|ECR 2018 / C-0814|
|Myofascial pain: ultrasound amplitude > width of the masseter muscle|
Methods and materials
The study was carried out in the Department of Stomatology and Maxillofacial Surgery of Valencia University General Hospital (Valencia, Spain), following approval by the local Clinical Research Ethics Committee. A case-control design was used. A total of 31 subjects diagnosed with myofascial pain of the masticatory muscles were included between October 2014 and January 2016, based on the following inclusion/exclusion criteria:
- A diagnosis of myofascial pain (according to the Research Diagnostic Criteria for Temporomandibular Disorders [RDC/TMD]), (5) with involvement of at least one of the two MMs at some of the three diagnostic points (muscle origin, body or insertion).
A minimum evolution of three months from pain onset.
At least one occlusal contact in each posterior segment (premolars and molars).
Subjects with a history of major surgery and/or radiotherapy in the maxillofacial region.
Minor surgery in the maxillofacial region during the previous three months.
Organic disease of either MM (cysts, tumors, infections) detected during the magnetic resonance imaging (MRI) and/or ultrasound explorations.
Systemic muscle disease.
Subjects under 18 years of age.
A total of 35 controls were selected from among subjects with TMD but without a diagnosis of myofascial pain in the orofacial region.
After signing of the informed consent document, ultrasound was used to explore both temporomandibular joints (TMJs) and the masticatory muscles (masseter and temporal muscles) in all the MFP-subjects and controls. All the explorations were made by the same operator (PM) specialized in musculoskeletal ultrasound and blinded to the clinical diagnosis. An Aplio 500 Premium® ultrasound system with a linear probe operating in the range of 5-14 MHz was used (ToshibaTM, Otarawa, Japan).
With the subject in dorsal decubitus, the ultrasound probe was positioned perpendicular to the anterior margin of the MM and external surface of the mandibular ramus, between 2-2.5 cm above the lower mandibular margin. The subject was instructed to establish contact with the teeth of both arches, though without applying pressure (UOC). Then the maximum transverse width of both MMs from the internal band of the epimysium (external surface of the ascending mandibular ramus) to the external fascia at the intermediate point between the origin and insertion of the muscle was measured (Fig. 1). The subject was then instructed to occlude the teeth with maximum force, and again the width of both MMs likewise at the intermediate point between the origin and insertion of the muscle was measured (Fig. 2).
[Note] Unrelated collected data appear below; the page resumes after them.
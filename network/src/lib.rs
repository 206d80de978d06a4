//! Gossip networking for the raze protocol.
//!
//! A single UDP socket per node, a peer table with the orderings the
//! maintenance loops need (silence purge, rep crawl, bootstrap selection,
//! weight-ranked representatives), and the reserved-address filter applied
//! to every inbound sender.

pub mod peers;
pub mod reserved;
pub mod stats;
pub mod udp;

pub use peers::{PeerContainer, PeerInfo};
pub use reserved::reserved_address;
pub use stats::NetworkStats;
pub use udp::{InboundHandler, UdpChannel};
//! Ledger validation, application, rollback, and weight arithmetic.

use raze_crypto::verify_digest;
use raze_types::{Account, Amount, BlockHash, PrivateKey, PublicKey};
use tracing::debug;

use crate::block::Block;
use crate::error::LedgerError;
use crate::store::{AccountInfo, PendingInfo, StoreInner};
use crate::vote::{Vote, VoteCode, VoteResult, Votes};

/// Outcome of processing one block. Not errors: every code other than
/// `Progress` drives a state transition in the caller.
#[derive(Clone, Copy, Debug, PartialEq, Eq)]
pub enum ProcessResult {
    /// Applied to the ledger.
    Progress,
    /// Already present.
    Old,
    /// The named previous block is unknown.
    GapPrevious,
    /// The claimed source send is unknown.
    GapSource,
    /// Signature does not verify against the chain owner.
    BadSignature,
    /// Send would increase the balance.
    NegativeSpend,
    /// Source exists but there is nothing pending to claim.
    Unreceivable,
    /// Source exists but is not a send block.
    NotReceiveFromSend,
    /// A sibling already occupies this root.
    Fork,
    /// Open block's account differs from the send's destination.
    AccountMismatch,
    /// Attempt to open the burn account.
    OpenedBurnAccount,
}

/// `process` result: the code plus progress metadata.
#[derive(Clone, Debug)]
pub struct ProcessReturn {
    pub code: ProcessResult,
    pub account: Account,
    pub amount: Amount,
    /// For sends: the destination whose pending set grew.
    pub pending_account: Account,
}

impl ProcessReturn {
    fn code(code: ProcessResult) -> Self {
        Self {
            code,
            account: Account::BURN,
            amount: Amount::ZERO,
            pending_account: Account::BURN,
        }
    }
}

/// Validation and application rules over a [`StoreInner`] transaction.
pub struct Ledger {
    genesis_amount: Amount,
    inactive_supply: Amount,
}
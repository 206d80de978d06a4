//! Outstanding representative probes.
//!
//! The crawler periodically sends `confirm_req` for a known block to peers
//! and remembers the block hash for a few seconds. A vote coming back for a
//! remembered hash proves the sender is a representative; the peer table
//! records its weight.

use raze_types::BlockHash;
use std::collections::HashSet;
use std::sync::Mutex;

/// Hashes with probes currently in flight.
#[derive(Default)]
pub struct RepCrawler {
    active: Mutex<HashSet<BlockHash>>,
}

impl RepCrawler {
    pub fn new() -> Self {
        Self::default()
    }

    pub fn add(&self, hash: BlockHash) {
        self.lock().insert(hash);
    }

    pub fn remove(&self, hash: &BlockHash) {
        self.lock().remove(hash);
    }

    pub fn exists(&self, hash: &BlockHash) -> bool {
        self.lock().contains(hash)
    }

    fn lock(&self) -> std::sync::MutexGuard<'_, HashSet<BlockHash>> {
        self.active.lock().unwrap_or_else(|e| e.into_inner())
    }
}

#[cfg(test)]
mod tests {
    use super::*;

    #[test]
    fn add_exists_remove() {
        let crawler = RepCrawler::new();
        let hash = BlockHash::new([1u8; 32]);
        assert!(!crawler.exists(&hash));
        crawler.add(hash);
        assert!(crawler.exists(&hash));
        crawler.remove(&hash);
        assert!(!crawler.exists(&hash));
    }

    #[test]
    fn remove_unknown_is_harmless() {
        let crawler = RepCrawler::new();
        crawler.remove(&BlockHash::new([2u8; 32]));
    }
}
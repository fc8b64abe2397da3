use chrono::Utc;
use serde::{Deserialize, Serialize};
use sha2::{Digest, Sha256};

use super::{GENESIS_PREVIOUS_HASH, GENESIS_PROOF};
use crate::transaction::Transaction;

/// A single block in the ledger, sealing a batch of transactions.
///
/// Field declaration order IS the canonical encoding order: `hash()`
/// serializes the struct as-is, and every node must agree on the digest
/// of the same content. Do not reorder fields.
#[derive(Debug, Clone, Serialize, Deserialize)]
pub struct Block {
    pub index: u64,
    pub timestamp: i64, // Unix timestamp (UTC)
    pub transactions: Vec<Transaction>,
    pub proof: u64,
    pub previous_hash: String,
}

impl Block {
    /// Create the genesis block. Its previous-link is the placeholder
    /// `"1"`, not a digest, and its proof is a fixed seed value.
    pub fn genesis() -> Self {
        Self {
            index: 1,
            timestamp: Utc::now().timestamp(),
            transactions: Vec::new(),
            proof: GENESIS_PROOF,
            previous_hash: GENESIS_PREVIOUS_HASH.to_string(),
        }
    }

    /// Forge a block sealing `transactions` with an already-found proof.
    pub fn forge(
        index: u64,
        transactions: Vec<Transaction>,
        proof: u64,
        previous_hash: String,
    ) -> Self {
        Self {
            index,
            timestamp: Utc::now().timestamp(),
            transactions,
            proof,
            previous_hash,
        }
    }

    /// SHA-256 digest of the block's canonical JSON encoding, hex-encoded.
    /// Pure function of the block's content.
    pub fn hash(&self) -> String {
        let encoded = serde_json::to_vec(self).expect("serialize block");
        let mut hasher = Sha256::new();
        hasher.update(&encoded);
        hex::encode(hasher.finalize())
    }
}

#[cfg(test)]
mod tests {
    use super::Block;
    use crate::transaction::Transaction;

    #[test]
    fn genesis_has_placeholder_linkage() {
        let b = Block::genesis();
        assert_eq!(b.index, 1);
        assert!(b.transactions.is_empty());
        assert_eq!(b.proof, 100);
        assert_eq!(b.previous_hash, "1");
    }

    #[test]
    fn hash_is_stable_for_same_content() {
        let b = Block::forge(
            2,
            vec![Transaction::new("alice".into(), "bob".into(), 5)],
            42,
            "prev".into(),
        );
        assert_eq!(b.hash(), b.hash());
        assert_eq!(b.hash().len(), 64); // hex of 256 bits
    }

    #[test]
    fn hash_changes_when_content_is_tampered() {
        let mut b = Block::forge(2, Vec::new(), 42, "prev".into());
        let before = b.hash();

        b.transactions
            .push(Transaction::new("mallory".into(), "eve".into(), 1_000));
        assert_ne!(before, b.hash());

        let mut c = b.clone();
        c.proof += 1;
        assert_ne!(b.hash(), c.hash());
    }
}
use serde::{Deserialize, Serialize};

use crate::ledger::{MINING_REWARD, REWARD_SENDER};

/// A transfer of `amount` units from `sender` to `recipient`.
///
/// Identifiers are opaque strings with no ownership proof attached.
/// The sender `"0"` is reserved for system-minted reward transfers.
#[derive(Debug, Clone, PartialEq, Eq, Serialize, Deserialize)]
pub struct Transaction {
    pub sender: String,
    pub recipient: String,
    pub amount: u64,
}

impl Transaction {
    pub fn new(sender: String, recipient: String, amount: u64) -> Self {
        Self {
            sender,
            recipient,
            amount,
        }
    }

    /// Build the reward transfer minted to the node that forges a block.
    pub fn reward(recipient: &str) -> Self {
        Self {
            sender: REWARD_SENDER.to_string(),
            recipient: recipient.to_string(),
            amount: MINING_REWARD,
        }
    }

    pub fn is_reward(&self) -> bool {
        self.sender == REWARD_SENDER
    }
}
use actix_web::{HttpResponse, Responder, get, post, web};
use log::{info, warn};

use super::models::{AppState, RegisterNodesRequest, RegisterNodesResponse, ResolveResponse};
use crate::consensus;

/// Register peer nodes for conflict resolution. Addresses are normalized
/// to host:port; an unparseable address fails the whole request.
#[post("/nodes/")]
pub async fn register_nodes(
    state: web::Data<AppState>,
    body: web::Json<RegisterNodesRequest>,
) -> impl Responder {
    if body.nodes.is_empty() {
        return HttpResponse::BadRequest().body("nodes list must not be empty");
    }

    let mut normalized = Vec::with_capacity(body.nodes.len());
    for address in &body.nodes {
        match consensus::normalize_peer(address) {
            Some(peer) => normalized.push(peer),
            None => {
                warn!("POST /nodes/ - rejected: invalid address {address:?}");
                return HttpResponse::BadRequest().body(format!("invalid node address: {address}"));
            }
        }
    }

    let (registered, total_peers) = {
        let mut ledger = state.ledger.lock().expect("mutex poisoned");
        let registered = normalized
            .into_iter()
            .filter(|peer| ledger.register_peer(peer.clone()))
            .count();
        (registered, ledger.peers.len())
    };

    info!("POST /nodes/ - {registered} new peer(s), {total_peers} total");
    HttpResponse::Created().json(RegisterNodesResponse {
        message: format!("{registered} nodes have been added"),
        total_peers,
    })
}

/// Run conflict resolution against the registered peers, adopting the
/// longest valid chain seen if it beats the local one.
#[get("/nodes/resolve/")]
pub async fn resolve_chain(state: web::Data<AppState>) -> impl Responder {
    let replaced = consensus::resolve_conflicts(&state).await;

    let length = state.ledger.lock().expect("mutex poisoned").len();
    let message = if replaced {
        "Our chain was replaced"
    } else {
        "Our chain is authoritative"
    };

    HttpResponse::Ok().json(ResolveResponse {
        replaced,
        message,
        length,
    })
}
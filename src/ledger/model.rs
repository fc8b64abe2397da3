use std::collections::HashSet;
use std::mem;

use super::{Block, pow};
use crate::transaction::Transaction;

/// In-memory ledger: the hash-linked chain, the pool of transactions
/// waiting to be sealed, and the peers consulted during conflict
/// resolution. One instance per node process; state is not persisted.
#[derive(Debug, Clone)]
pub struct Ledger {
    pub chain: Vec<Block>,
    pub pending: Vec<Transaction>,
    pub peers: HashSet<String>,
    difficulty: u32,
}

impl Ledger {
    /// Initialize a new ledger seeded with its genesis block.
    pub fn new(difficulty: u32) -> Self {
        let mut ledger = Self {
            chain: Vec::new(),
            pending: Vec::new(),
            peers: HashSet::new(),
            difficulty,
        };
        ledger.chain.push(Block::genesis());
        ledger
    }

    /// Return the last block in the chain.
    pub fn last_block(&self) -> &Block {
        self.chain
            .last()
            .expect("ledger always holds at least the genesis block")
    }

    pub fn len(&self) -> usize {
        self.chain.len()
    }

    pub fn difficulty(&self) -> u32 {
        self.difficulty
    }

    /// Accept a transaction into the pending pool and return the index of
    /// the block that will eventually seal it.
    pub fn submit_transaction(&mut self, tx: Transaction) -> u64 {
        self.pending.push(tx);
        self.last_block().index + 1
    }

    /// Run the proof search against the current tip, mint the reward to
    /// `node_id`, and append a block sealing everything pending.
    ///
    /// The pool is drained in the same borrow that appends the block, so
    /// a sealed transaction can never linger in the pool and a submission
    /// racing this call lands in the next block.
    pub fn mine(&mut self, node_id: &str) -> &Block {
        let last = self.last_block();
        let proof = pow::find_proof(last.proof, self.difficulty);
        let previous_hash = last.hash();

        self.pending.push(Transaction::reward(node_id));

        let block = Block::forge(
            self.chain.len() as u64 + 1,
            mem::take(&mut self.pending),
            proof,
            previous_hash,
        );
        self.chain.push(block);
        self.last_block()
    }

    /// Check a candidate chain: every block must link to its predecessor's
    /// digest and carry a proof valid against the predecessor's proof.
    ///
    /// Nothing else is checked; in particular index contiguity and
    /// transaction shape are out of scope for this validator.
    pub fn is_valid_chain(&self, candidate: &[Block]) -> bool {
        for pair in candidate.windows(2) {
            let (prev, curr) = (&pair[0], &pair[1]);

            if curr.previous_hash != prev.hash() {
                return false;
            }

            if !pow::valid_proof(prev.proof, curr.proof, self.difficulty) {
                return false;
            }
        }
        true
    }

    /// Wholesale chain replacement, used only by conflict resolution once
    /// a longer valid candidate has been picked.
    pub fn replace_chain(&mut self, chain: Vec<Block>) {
        self.chain = chain;
    }

    /// Record a peer location. Returns true when it was not known before.
    pub fn register_peer(&mut self, peer: String) -> bool {
        self.peers.insert(peer)
    }
}

#[cfg(test)]
mod tests {
    use super::Ledger;
    use crate::transaction::Transaction;

    // Difficulty 1 keeps proof searches near-instant in tests; the
    // predicate itself is difficulty-parametric.
    fn test_ledger() -> Ledger {
        Ledger::new(1)
    }

    #[test]
    fn fresh_ledger_holds_only_genesis() {
        let ledger = test_ledger();
        assert_eq!(ledger.len(), 1);

        let genesis = ledger.last_block();
        assert_eq!(genesis.index, 1);
        assert!(genesis.transactions.is_empty());
        assert_eq!(genesis.proof, 100);
        assert_eq!(genesis.previous_hash, "1");
    }

    #[test]
    fn submission_reports_the_sealing_block_index() {
        let mut ledger = test_ledger();
        let index = ledger.submit_transaction(Transaction::new("alice".into(), "bob".into(), 5));
        assert_eq!(index, 2);

        // Still pending until a block is mined.
        assert_eq!(ledger.pending.len(), 1);
        assert_eq!(ledger.len(), 1);
    }

    #[test]
    fn mining_seals_pending_plus_exactly_one_reward() {
        let mut ledger = test_ledger();
        ledger.submit_transaction(Transaction::new("alice".into(), "bob".into(), 5));

        let block = ledger.mine("node-1").clone();
        assert_eq!(block.index, 2);
        assert_eq!(ledger.len(), 2);
        assert!(ledger.pending.is_empty());

        assert_eq!(block.transactions.len(), 2);
        assert_eq!(block.transactions[0].sender, "alice");
        assert_eq!(block.transactions[0].recipient, "bob");
        assert_eq!(block.transactions[0].amount, 5);

        let rewards: Vec<_> = block
            .transactions
            .iter()
            .filter(|tx| tx.is_reward())
            .collect();
        assert_eq!(rewards.len(), 1);
        assert_eq!(rewards[0].recipient, "node-1");
    }

    #[test]
    fn mined_blocks_link_to_their_predecessor() {
        let mut ledger = test_ledger();
        ledger.mine("node-1");
        ledger.mine("node-1");

        assert_eq!(ledger.chain[1].previous_hash, ledger.chain[0].hash());
        assert_eq!(ledger.chain[2].previous_hash, ledger.chain[1].hash());
    }

    #[test]
    fn chains_built_by_mining_always_validate() {
        let mut ledger = test_ledger();
        for _ in 0..3 {
            ledger.mine("node-1");
        }
        assert!(ledger.is_valid_chain(&ledger.chain));
    }

    #[test]
    fn single_block_chain_is_trivially_valid() {
        let ledger = test_ledger();
        assert!(ledger.is_valid_chain(&ledger.chain));
        assert!(ledger.is_valid_chain(&[]));
    }

    #[test]
    fn tampered_proof_is_rejected() {
        let mut ledger = test_ledger();
        ledger.mine("node-1");

        let mut forged = ledger.chain.clone();
        forged[1].proof += 1;
        assert!(!ledger.is_valid_chain(&forged));
    }

    #[test]
    fn broken_linkage_is_rejected() {
        let mut ledger = test_ledger();
        ledger.submit_transaction(Transaction::new("alice".into(), "bob".into(), 5));
        ledger.mine("node-1");
        ledger.mine("node-1");

        let mut forged = ledger.chain.clone();
        // Rewriting a sealed block invalidates the link stored in its
        // successor.
        forged[1].transactions[0].amount = 500;
        assert!(!ledger.is_valid_chain(&forged));
    }
}
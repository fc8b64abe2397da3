use actix_web::{HttpResponse, Responder, get, web};
use log::info;

use super::models::AppState;

/// Forge a new block: run the proof search against the current tip, mint
/// the reward to this node, and seal everything pending.
///
/// The search runs synchronously under the ledger lock and blocks this
/// worker until a proof is found.
#[get("/mine/")]
pub async fn mine_block(state: web::Data<AppState>) -> impl Responder {
    let block = {
        let mut ledger = state.ledger.lock().expect("mutex poisoned");
        ledger.mine(&state.node_id).clone()
    };

    info!(
        "MINER - sealed block #{} (proof={}, txs={})",
        block.index,
        block.proof,
        block.transactions.len()
    );
    HttpResponse::Ok().json(block)
}
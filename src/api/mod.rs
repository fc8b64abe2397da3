mod chain;
mod health;
mod mining;
pub mod models;
mod nodes;
mod stats;
mod tx;

use actix_web::web::{self, ServiceConfig};

pub use models::AppState;

pub fn init_routes(cfg: &mut ServiceConfig) {
    cfg.service(
        web::scope("/api/v1")
            .service(health::health_check)
            .service(chain::get_chain)
            .service(mining::mine_block)
            .service(tx::post_transaction)
            .service(nodes::register_nodes)
            .service(nodes::resolve_chain)
            .service(stats::get_stats),
    );
}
Comparison was made of the MM width of the MFP-subjects and controls under both UOC and at maximum contraction, followed by comparison of the increase in muscle width (amplitude) at maximum contraction both in absolute terms (width at maximum contraction minus UOC width) and as relative values (width at maximum contraction / UOC width). Case-control comparisons were made using single-factor analysis of variance (ANOVA) for variables with a normal distribution, and the Mann-Whitney U-test for variables with a non-normal distribution. Normal data distribution was assessed using the Shapiro-Wilk test. Linear correlations were used to analyze the influence of MFP-subject age and the duration of the disorder upon the main study variables. A statistical significance level of p<.05 was used in all cases.
Repeat measurements on the ultrasound images of 10 MFP subjects and 10 controls were carried out between 2-3 months after the first exploration, with calculation of the intraclass correlation coefficient. Values less than 0.4 being assumed to imply study suspension.(6)
The statistical analysis was performed using the SPSS version 22.0 statistical package for Microsoft Windows (IBM Corp., Armonk, NY, USA).